Stored items:
========

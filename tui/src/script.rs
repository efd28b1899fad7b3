//! Demo Script
//!
//! What the companion says for each expression, plus the text of the
//! overlay panels. Primary lines are Arabic (the learner's language),
//! secondary lines are the English gloss.

use companion_core::Expression;

/// A pair of caption lines
#[derive(Clone, Copy, Debug, PartialEq, Eq)]
pub struct Line {
    pub primary: &'static str,
    pub secondary: &'static str,
}

/// Caption lines for an expression
#[must_use]
pub fn line(expression: Expression) -> Line {
    let (primary, secondary) = match expression {
        Expression::Greet => ("مرحبا! هيا نتعلم معا", "Hello! Let's learn together"),
        Expression::Encourage => ("أحسنت، استمر!", "Nice work, keep going!"),
        Expression::Think => ("فكر جيدا...", "Think it through..."),
        Expression::Warning => ("انتبه!", "Careful!"),
        Expression::Success => ("رائع! إجابة صحيحة", "Great! That's correct"),
    };
    Line { primary, secondary }
}

/// Intro panel title
pub const INTRO_TITLE: &str = "Desert Caravan";

/// Intro panel body
pub const INTRO_LINES: &[&str] = &[
    "Guide the caravan across the dunes.",
    "Answer each question to keep moving.",
    "Keys: 1-5 moods, c anchor, t timed warning, h hide, r results",
];

/// Intro confirm label
pub const INTRO_CONFIRM: &str = "Start";

/// Results panel title
pub const RESULTS_TITLE: &str = "Stage Complete";

/// Results continue label
pub const RESULTS_CONTINUE: &str = "Continue";

#[cfg(test)]
mod tests {
    use super::*;

    #[test]
    fn test_every_expression_has_both_lines() {
        for expression in Expression::ALL {
            let line = line(expression);
            assert!(!line.primary.is_empty());
            assert!(!line.secondary.is_empty());
        }
    }
}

========

Set the data down again in full, exactly as given.

• **TASK RESPONSE**:
filename tui/src/script.rs
repository efd28b1899fad7b3
//! Demo Script
//!
//! What the companion says for each expression, plus the text of the
//! overlay panels. Primary lines are Arabic (the learner's language),
//! secondary lines are the English gloss.

use companion_core::Expression;

/// A pair of caption lines
#[derive(Clone, Copy, Debug, PartialEq, Eq)]
pub struct Line {
    pub primary: &'static str,
    pub secondary: &'static str,
}

/// Caption lines for an expression
#[must_use]
pub fn line(expression: Expression) -> Line {
    let (primary, secondary) = match expression {
        Expression::Greet => ("مرحبا! هيا نتعلم معا", "Hello! Let's learn together"),
        Expression::Encourage => ("أحسنت، استمر!", "Nice work, keep going!"),
        Expression::Think => ("فكر جيدا...", "Think it through..."),
        Expression::Warning => ("انتبه!", "Careful!"),
        Expression::Success => ("رائع! إجابة صحيحة", "Great! That's correct"),
    };
    Line { primary, secondary }
}

/// Intro panel title
pub const INTRO_TITLE: &str = "Desert Caravan";

/// Intro panel body
pub const INTRO_LINES: &[&str] = &[
    "Guide the caravan across the dunes.",
    "Answer each question to keep moving.",
    "Keys: 1-5 moods, c anchor, t timed warning, h hide, r results",
];

/// Intro confirm label
pub const INTRO_CONFIRM: &str = "Start";

/// Results panel title
pub const RESULTS_TITLE: &str = "Stage Complete";

/// Results continue label
pub const RESULTS_CONTINUE: &str = "Continue";

#[cfg(test)]
mod tests {
    use super::*;

    #[test]
    fn test_every_expression_has_both_lines() {
        for expression in Expression::ALL {
            let line = line(expression);
            assert!(!line.primary.is_empty());
            assert!(!line.secondary.is_empty());
        }
    }
}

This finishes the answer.